Holding Polluters Accountable
While the environment is under attack at the federal level by the new Administrator of the Environmental Protection Agency (who doesn’t believe in climate change), communities across the country continue to deal with polluted areas that are full of a toxic stew. In the Pacific Northwest, we have contaminated sites close to home, including old mines, former military sites, and waterways like Seattle’s Duwamish River and Portland’s own Willamette River.
The new administration is proposing steep budget cuts for the Environmental Protection Agency, the federal agency in charge of cleaning up such sites. This move jeopardizes important programs that protect our air and water quality, as well as vulnerable communities. Cuts are also going to impact our ability to clean up some of the most contaminated sites in our communities at a time when we should be investing more, not less, in our environmental legacy. In the face of this new reality, I am reintroducing the Superfund Reinvestment Act to help fund the Superfund program.
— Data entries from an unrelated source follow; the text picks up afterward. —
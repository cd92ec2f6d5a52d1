//! Tally CLI - Bank statement ingestion
//!
//! Usage:
//!   tally init                  Initialize database
//!   tally run                   Ingest new statements on a schedule
//!   tally ingest                Run one ingestion cycle now
//!   tally parse --file CSV      Parse a statement without storing it
//!   tally status                Show database status

mod cli;
mod commands;

#[cfg(test)]
mod tests;

use anyhow::{Context, Result};
use clap::Parser;
use tracing_subscriber::{fmt, prelude::*, EnvFilter};

use tally_core::Config;

use cli::*;

#[tokio::main]
async fn main() -> Result<()> {
    let cli = Cli::parse();

    let mut config = Config::load(cli.config.as_deref()).context("Failed to load config")?;
    if let Some(db) = &cli.db {
        config.database.path = db.clone();
    }
    if let Some(input) = &cli.input {
        config.input_dir = input.clone();
    }

    // Set up logging
    // Priority: RUST_LOG env var > --verbose flag > config log_level > info
    let filter = if std::env::var("RUST_LOG").is_ok() {
        EnvFilter::from_default_env()
    } else if cli.verbose {
        EnvFilter::new("debug")
    } else {
        EnvFilter::try_new(&config.log_level).unwrap_or_else(|_| EnvFilter::new("info"))
    };

    tracing_subscriber::registry()
        .with(filter)
        .with(fmt::layer().with_target(false).compact())
        .init();

    match cli.command {
        Commands::Init => commands::cmd_init(&config),
        Commands::Run => commands::cmd_run(&config).await,
        Commands::Ingest => commands::cmd_ingest(&config),
        Commands::Parse { file, json } => commands::cmd_parse(&config, &file, json),
        Commands::Classify {
            category,
            subcategory,
            recipient,
        } => {
            commands::cmd_classify(&config, &category, &subcategory, &recipient);
            Ok(())
        }
        Commands::Status => commands::cmd_status(&config),
    }
}
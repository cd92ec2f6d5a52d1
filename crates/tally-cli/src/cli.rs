//! CLI argument definitions using clap
//!
//! This module contains all the clap structs and enums for parsing CLI arguments.
//! The actual command implementations are in the `commands` module.

use std::path::PathBuf;

use clap::{Parser, Subcommand};

/// Tally - Ingest bank statement exports into a local ledger
#[derive(Parser)]
#[command(name = "tally")]
#[command(about = "Scheduled bank statement ingestion", long_about = None)]
#[command(version)]
pub struct Cli {
    /// Config file (default: ~/.config/tally/config.toml if present)
    #[arg(long, global = true)]
    pub config: Option<PathBuf>,

    /// Database path (overrides config and TALLY_DB)
    #[arg(long, global = true)]
    pub db: Option<String>,

    /// Input directory scanned for statements (overrides config and TALLY_INPUT_DIR)
    #[arg(long, global = true)]
    pub input: Option<PathBuf>,

    /// Enable verbose logging
    #[arg(short, long, global = true)]
    pub verbose: bool,

    #[command(subcommand)]
    pub command: Commands,
}

#[derive(Subcommand)]
pub enum Commands {
    /// Initialize the database
    Init,

    /// Ingest new statements on the configured schedule until interrupted
    Run,

    /// Run a single ingestion cycle now
    Ingest,

    /// Parse and categorize one statement file without storing it
    Parse {
        /// Statement CSV file
        #[arg(short, long)]
        file: PathBuf,

        /// Print transactions as JSON
        #[arg(long)]
        json: bool,
    },

    /// Show how a raw category and recipient would be classified
    Classify {
        /// Raw category label (e.g. "Weitere Ausgaben")
        #[arg(short, long)]
        category: String,

        /// Raw subcategory label
        #[arg(short, long, default_value = "")]
        subcategory: String,

        /// Recipient text
        #[arg(short, long, default_value = "")]
        recipient: String,
    },

    /// Show database status
    Status,
}
//! CLI command implementations
//!
//! Commands are organized by domain:
//! - `core` - Init command and shared utilities (open_db, build_pipeline)
//! - `ingest` - Scheduled and one-shot ingestion (run, ingest)
//! - `parse` - Dry-run parsing and classification (parse, classify)
//! - `status` - Database status

pub mod core;
pub mod ingest;
pub mod parse;
pub mod status;

// Re-export command functions for main.rs
pub use core::*;
pub use ingest::*;
pub use parse::*;
pub use status::*;

/// Truncate a string to a maximum number of characters, adding "..." if truncated
pub fn truncate(s: &str, max: usize) -> String {
    if s.chars().count() <= max {
        s.to_string()
    } else {
        let kept: String = s.chars().take(max.saturating_sub(3)).collect();
        format!("{}...", kept)
    }
}
impl Parse {
    /// Root `COMPILATION_UNIT` node
    pub fn syntax(&self) -> SyntaxNode {
        SyntaxNode::new_root(self.green.clone())
    }

    pub fn green(&self) -> &GreenNode {
        &self.green
    }

    pub fn diagnostics(&self) -> &Diagnostics {
        &self.diagnostics
    }

    pub fn has_errors(&self) -> bool {
        self.diagnostics.has_errors()
    }

    /// Fail with the first parse error, if there is one
    pub fn ok(self) -> Result<Parse> {
        match self.diagnostics.first_error() {
            Some(diag) => Err(XmlDocError::from(diag)),
            None => Ok(self),
        }
    }
}

/// Parse C# source text
pub fn parse(source: &str) -> Parse {
    let mut parser = Parser::new(source);
    parser.compilation_unit();
    parser.finish()
}

/// Where a member declaration appears
#[derive(Debug, Clone, Copy, PartialEq, Eq)]
enum Context {
    /// Compilation unit or namespace body
    Namespace,
    /// Class, struct, interface or record body
    Type,
}

/// What a member declaration turns out to be after lookahead
#[derive(Debug, Clone, Copy, PartialEq, Eq)]
enum MemberShape {
    Field,
    Property,
    Method,
    Constructor,
    Other,
}

struct Parser<'a> {
    source: &'a str,
    tokens: Vec<Token<'a>>,
    /// Indices of the non-trivia tokens
    significant: Vec<usize>,
    /// Next token to emit (index into `tokens`)
    pos: usize,
    /// Next significant token (index into `significant`)
    cursor: usize,
    builder: GreenNodeBuilder<'static>,
    diagnostics: Diagnostics,
    line_index: LineIndex,
}
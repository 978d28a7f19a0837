//! Table generation options

/// How documentation element names are compared to the requested field
#[derive(Debug, Clone, Copy, PartialEq, Eq, Default)]
pub enum FieldMatch {
    /// Tag name equals the field name
    #[default]
    Exact,
    /// Tag name contains the field name (`<summaryx>` matches `summary`)
    Contains,
}

impl FieldMatch {
    pub fn matches(self, tag: &str, field: &str) -> bool {
        match self {
            FieldMatch::Exact => tag == field,
            FieldMatch::Contains => tag.contains(field),
        }
    }
}

/// How member rows are grouped by their enclosing type
#[derive(Debug, Clone, Copy, PartialEq, Eq, Default)]
pub enum OwnerKeyStyle {
    /// Innermost class or struct name (`Inner`)
    #[default]
    Simple,
    /// Every enclosing class or struct name, outermost first (`Outer.Inner`)
    Qualified,
}

/// Options for collecting documentation into tables
#[derive(Debug, Clone, PartialEq, Eq)]
pub struct TableOptions {
    /// Documentation element rendered in the description column
    pub summary_field: String,
    /// Element name lookup mode
    pub field_match: FieldMatch,
    /// Grouping key for member tables
    pub owner_keys: OwnerKeyStyle,
    /// Decode `&lt;` and friends before escaping
    pub decode_entities: bool,
    /// Column spec of the two-column description cell in field and
    /// constructor rows
    pub wide_cell_spec: String,
    /// Appended after field and constructor rows
    pub row_continuation: String,
    /// Do not look past enums, interfaces, events and other unsupported
    /// declarations when resolving what a comment documents
    pub strict_ownership: bool,
}

impl Default for TableOptions {
    fn default() -> Self {
        Self {
            summary_field: "summary".to_string(),
            field_match: FieldMatch::Exact,
            owner_keys: OwnerKeyStyle::Simple,
            decode_entities: true,
            wide_cell_spec: r"p{0.45\linewidth}|".to_string(),
            row_continuation: r"\noalign{\nobreak}".to_string(),
            strict_ownership: false,
        }
    }
}

impl TableOptions {
    pub fn new() -> Self {
        Self::default()
    }

    /// Reproduce the output of the original generator: substring element
    /// lookup and entities passed through as written
    pub fn compat() -> Self {
        Self {
            field_match: FieldMatch::Contains,
            decode_entities: false,
            ..Default::default()
        }
    }

    pub fn with_summary_field(mut self, field: impl Into<String>) -> Self {
        self.summary_field = field.into();
        self
    }

    pub fn with_owner_keys(mut self, style: OwnerKeyStyle) -> Self {
        self.owner_keys = style;
        self
    }

    pub fn with_strict_ownership(mut self, strict: bool) -> Self {
        self.strict_ownership = strict;
        self
    }

    /// Keep or drop the vertical rule closing the wide cell. Tables without
    /// vertical rules (booktabs) need it dropped.
    pub fn with_vertical_rules(mut self, rules: bool) -> Self {
        let spec = self.wide_cell_spec.trim_end_matches('|');
        self.wide_cell_spec = if rules {
            format!("{}|", spec)
        } else {
            spec.to_string()
        };
        self
    }

    /// `\multicolumn` cell spanning the last two columns
    pub fn wide_cell(&self, content: &str) -> String {
        format!("\\multicolumn{{2}}{{{}}}{{{}}}", self.wide_cell_spec, content)
    }
}

#[cfg(test)]
mod tests {
    use super::*;

    #[test]
    fn test_field_match() {
        assert!(FieldMatch::Exact.matches("summary", "summary"));
        assert!(!FieldMatch::Exact.matches("summaryx", "summary"));
        assert!(FieldMatch::Contains.matches("summaryx", "summary"));
        assert!(!FieldMatch::Contains.matches("Summary", "summary"));
    }

    #[test]
    fn test_compat_preset() {
        let options = TableOptions::compat();
        assert_eq!(options.field_match, FieldMatch::Contains);
        assert!(!options.decode_entities);
        assert_eq!(options.summary_field, "summary");
    }

    #[test]
    fn test_wide_cell() {
        let options = TableOptions::default();
        assert_eq!(
            options.wide_cell("counter"),
            r"\multicolumn{2}{p{0.45\linewidth}|}{counter}"
        );
    }

    #[test]
    fn test_wide_cell_without_vertical_rules() {
        let options = TableOptions::default().with_vertical_rules(false);
        assert_eq!(options.wide_cell_spec, r"p{0.45\linewidth}");
        assert_eq!(
            options.clone().with_vertical_rules(true).wide_cell_spec,
            r"p{0.45\linewidth}|"
        );
        assert_eq!(
            options.with_vertical_rules(false).wide_cell("x"),
            r"\multicolumn{2}{p{0.45\linewidth}}{x}"
        );
    }
}
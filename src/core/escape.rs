//! LaTeX escaping for table cells
//!
//! The rules run in a fixed order and each one only looks at text produced
//! by the ones before it:
//!
//! 1. `\ ^ ~` become text commands and `# $ % & _ { }` get a backslash, in
//!    a single character pass
//! 2. dash runs become unbreakable, ligature-free `\mbox{-{}-}` sequences
//! 3. angle brackets are set in monospace with a break opportunity after
//! 4. `\-` is inserted at camelCase boundaries
//! 5. the hyphenated "LaTeX" is replaced by the logo command

use lazy_static::lazy_static;
use regex::{Captures, Regex};

use crate::data::latex::{
    char_escape, ANGLE_BRACKETS, BACKSLASH_ESCAPED, HYPHENATED_LATEX, LATEX_LOGO, SOFT_HYPHEN,
};

lazy_static! {
    static ref LONG_DASH_RUN: Regex = Regex::new(r"-{3,}").unwrap();
    static ref CAMEL_BOUNDARY: Regex = Regex::new(r"([a-z])([A-Z])").unwrap();
}

/// Escape `text` for use inside a LaTeX table cell
///
/// ```rust
/// use xmldoc_tables::core::escape;
///
/// assert_eq!(escape("A&B"), r"A\&B");
/// assert_eq!(escape("GetValue"), r"Get\-Value");
/// assert_eq!(escape("a--b"), r"a\mbox{-{}-}b");
/// ```
pub fn escape(text: &str) -> String {
    let escaped = escape_chars(text);
    let dashed = replace_dashes(&escaped);
    let bracketed = replace_angle_brackets(&dashed);
    let hyphenated = CAMEL_BOUNDARY.replace_all(&bracketed, |caps: &Captures| {
        format!("{}{}{}", &caps[1], SOFT_HYPHEN, &caps[2])
    });
    hyphenated.replace(HYPHENATED_LATEX, LATEX_LOGO)
}

/// Rules 1 and 2. One pass, so the braces of `\textbackslash{}` are not
/// escaped again.
fn escape_chars(text: &str) -> String {
    let mut out = String::with_capacity(text.len() + text.len() / 4);
    for c in text.chars() {
        if let Some(command) = char_escape(c) {
            out.push_str(command);
        } else if BACKSLASH_ESCAPED.contains(&c) {
            out.push('\\');
            out.push(c);
        } else {
            out.push(c);
        }
    }
    out
}

fn unbreakable_dashes(run: &str) -> String {
    let dashes = vec!["-"; run.len()].join("{}");
    format!("\\mbox{{{}}}", dashes)
}

/// Longest runs first; what is left afterwards is at most two dashes long
fn replace_dashes(text: &str) -> String {
    if !text.contains("--") {
        return text.to_string();
    }
    let long = LONG_DASH_RUN.replace_all(text, |caps: &Captures| unbreakable_dashes(&caps[0]));
    long.replace("--", &unbreakable_dashes("--"))
}

fn replace_angle_brackets(text: &str) -> String {
    let mut out = String::with_capacity(text.len());
    for c in text.chars() {
        match ANGLE_BRACKETS.get(&c) {
            Some(markup) => out.push_str(markup),
            None => out.push(c),
        }
    }
    out
}

#[cfg(test)]
mod tests {
    use super::*;
    use pretty_assertions::assert_eq;
    use proptest::prelude::*;

    #[test]
    fn test_special_characters() {
        assert_eq!(escape("A&B"), r"A\&B");
        assert_eq!(escape("100% of $x"), r"100\% of \$x");
        assert_eq!(escape("#tag_name"), r"\#tag\_name");
        assert_eq!(escape("{x}"), r"\{x\}");
    }

    #[test]
    fn test_text_commands_are_not_reescaped() {
        assert_eq!(escape(r"C:\dir"), r"C:\textbackslash{}dir");
        assert_eq!(escape("x^2"), r"x\textasciicircum{}2");
        assert_eq!(escape("~/home"), r"\textasciitilde{}/home");
    }

    #[test]
    fn test_dashes() {
        assert_eq!(escape("a-b"), "a-b");
        assert_eq!(escape("a--b"), r"a\mbox{-{}-}b");
        assert_eq!(escape("a---b"), r"a\mbox{-{}-{}-}b");
        assert_eq!(escape("----"), r"\mbox{-{}-{}-{}-}");
    }

    #[test]
    fn test_angle_brackets() {
        assert_eq!(
            escape("List<int>"),
            r"List\texttt{<}\allowbreak{}int\texttt{>}\allowbreak{}"
        );
    }

    #[test]
    fn test_camel_case() {
        assert_eq!(escape("GetValue"), r"Get\-Value");
        assert_eq!(escape("getHTTPResponse"), r"get\-HTTPResponse");
        assert_eq!(escape("ALLCAPS lower"), "ALLCAPS lower");
    }

    #[test]
    fn test_latex_logo() {
        assert_eq!(escape("Renders LaTeX tables"), r"Renders \LaTeX{} tables");
    }

    #[test]
    fn test_rule_order() {
        // The dash rule must not see dashes produced by escaping, and the
        // camelCase rule must not split the commands inserted before it
        assert_eq!(
            escape("isValid--List<T>"),
            r"is\-Valid\mbox{-{}-}List\texttt{<}\allowbreak{}T\texttt{>}\allowbreak{}"
        );
    }

    proptest! {
        #[test]
        fn prop_specials_are_always_escaped(s in r"[a-zA-Z0-9 #$%&_<>\-\\^~]{0,40}") {
            let out = escape(&s);
            for (i, c) in out.char_indices() {
                if matches!(c, '#' | '$' | '%' | '&' | '_') {
                    prop_assert!(i > 0 && out[..i].ends_with('\\'), "bare {:?} in {:?}", c, out);
                }
            }
            prop_assert!(!out.contains("--"));
        }

        #[test]
        fn prop_plain_lowercase_text_is_unchanged(s in "[a-z0-9 .,]{0,40}") {
            prop_assert_eq!(escape(&s), s);
        }
    }
}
The federal Superfund program was created by Congress in 1980 to help clean up sites like the Willamette and Duwamish. A part of this program, the Superfund Trust Fund, served as a backstop to ensure that cleanup occurred in areas where the polluter was unknown, so called “orphan” sites.
Originally financed through taxes on chemicals, petroleum, and corporate income, the Fund ensured that those industries responsible for pollution pay for the remediation. These taxes expired in 1995 and were not reauthorized, depleting the funding source for cleanups and ensuring that, instead of industry, taxpayers are stuck with the bill when the polluters cannot be identified or have no assets.
We need to hold polluters accountable. In previous Congresses, I’ve introduced the Superfund Reinvestment Act. This bill would reinstate taxes on the petrochemical industry to fund the cleanup of hazardous waste sites across the country. It would make sure that polluters, not taxpayers, are paying for cleanup of orphan sites. Now more than ever, we need a fully funded Superfund program.
In order to protect American communities from the toxic legacy of polluting industries, Congress should pass the Superfund Reinvestment Act and clean things up for future generations.